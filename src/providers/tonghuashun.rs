use chrono::Local;
use serde_json::Value;

use crate::config::TONGHUASHUN_DATA_URL;
use crate::error::ProviderError;
use crate::providers::{feed_client, value_as_f64, value_as_string, ProviderBackend};
use crate::types::{MetricKind, MetricPayload, SectorRow, SentimentStats};

/// Tonghuashun data API. Primary source for the industry heatmap, secondary
/// for the limit-up sentiment counts (it has no prior-day pool, so the
/// premium and promotion rates degrade to zero on failover).
pub struct TonghuashunProvider {
    client: reqwest::Client,
}

impl TonghuashunProvider {
    pub fn new() -> Result<Self, ProviderError> {
        Ok(Self {
            client: feed_client()?,
        })
    }

    async fn get_json(&self, url: &str) -> Result<Value, ProviderError> {
        let resp = self.client.get(url).send().await?;
        if !resp.status().is_success() {
            return Err(ProviderError::Status(resp.status()));
        }
        Ok(resp.json().await?)
    }

    async fn fetch_heatmap(&self) -> Result<MetricPayload, ProviderError> {
        let url = format!(
            "{TONGHUASHUN_DATA_URL}/dataapi/block/industry_rank?page=1&size=90&order_field=change&order_type=desc"
        );
        let v = self.get_json(&url).await?;
        let list = v
            .get("data")
            .and_then(|d| d.get("list"))
            .and_then(|l| l.as_array())
            .ok_or(ProviderError::Shape("industry_rank: missing data.list"))?;

        let mut rows: Vec<SectorRow> = list
            .iter()
            .map(|b| SectorRow {
                name: value_as_string(b.get("name")),
                change_pct: value_as_f64(b.get("change")),
                turnover: value_as_f64(b.get("amount")),
                leader: value_as_string(b.get("leader_stock_name")),
                leader_change_pct: value_as_f64(b.get("leader_stock_change")),
            })
            .filter(|r| !r.name.is_empty())
            .collect();
        rows.sort_by(|a, b| b.change_pct.total_cmp(&a.change_pct));

        Ok(MetricPayload::SectorHeatmap(rows))
    }

    /// Pool sizes only. The pool endpoints are paged; `page.total` is the
    /// full pool size regardless of the requested page.
    async fn pool_total(&self, endpoint: &str, date: &str) -> Result<u32, ProviderError> {
        let url = format!(
            "{TONGHUASHUN_DATA_URL}/dataapi/limit_up/{endpoint}?page=1&limit=1&filter=HS,GEM2STAR&order_field=330329&order_type=0&date={date}"
        );
        let v = self.get_json(&url).await?;
        v.get("data")
            .and_then(|d| d.get("page"))
            .and_then(|p| p.get("total"))
            .and_then(|t| t.as_u64())
            .map(|t| t as u32)
            .ok_or(ProviderError::Shape("limit_up pool: missing page.total"))
    }

    async fn fetch_sentiment(&self) -> Result<MetricPayload, ProviderError> {
        let date = Local::now().format("%Y%m%d").to_string();
        let limit_up_count = self.pool_total("limit_up_pool", &date).await?;
        let fried_board_count = self.pool_total("limit_up_broken_pool", &date).await?;

        Ok(MetricPayload::Sentiment(SentimentStats {
            limit_up_count,
            fried_board_count,
            premium_rate: 0.0,
            promotion_rate: 0.0,
        }))
    }
}

#[async_trait::async_trait]
impl ProviderBackend for TonghuashunProvider {
    fn name(&self) -> &'static str {
        "tonghuashun"
    }

    async fn fetch(&self, kind: MetricKind) -> Result<MetricPayload, ProviderError> {
        match kind {
            MetricKind::SectorHeatmap => self.fetch_heatmap().await,
            MetricKind::Sentiment => self.fetch_sentiment().await,
            _ => Err(ProviderError::Unsupported {
                backend: self.name(),
                metric: kind.as_str(),
            }),
        }
    }
}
============
Apply a filter for "MetricPayload" to the entries and show each line that passes.

Solution to the problem:
use crate::types::{MetricKind, MetricPayload, SectorRow, SentimentStats};
    async fn fetch_heatmap(&self) -> Result<MetricPayload, ProviderError> {
        Ok(MetricPayload::SectorHeatmap(rows))
    async fn fetch_sentiment(&self) -> Result<MetricPayload, ProviderError> {
        Ok(MetricPayload::Sentiment(SentimentStats {
    async fn fetch(&self, kind: MetricKind) -> Result<MetricPayload, ProviderError> {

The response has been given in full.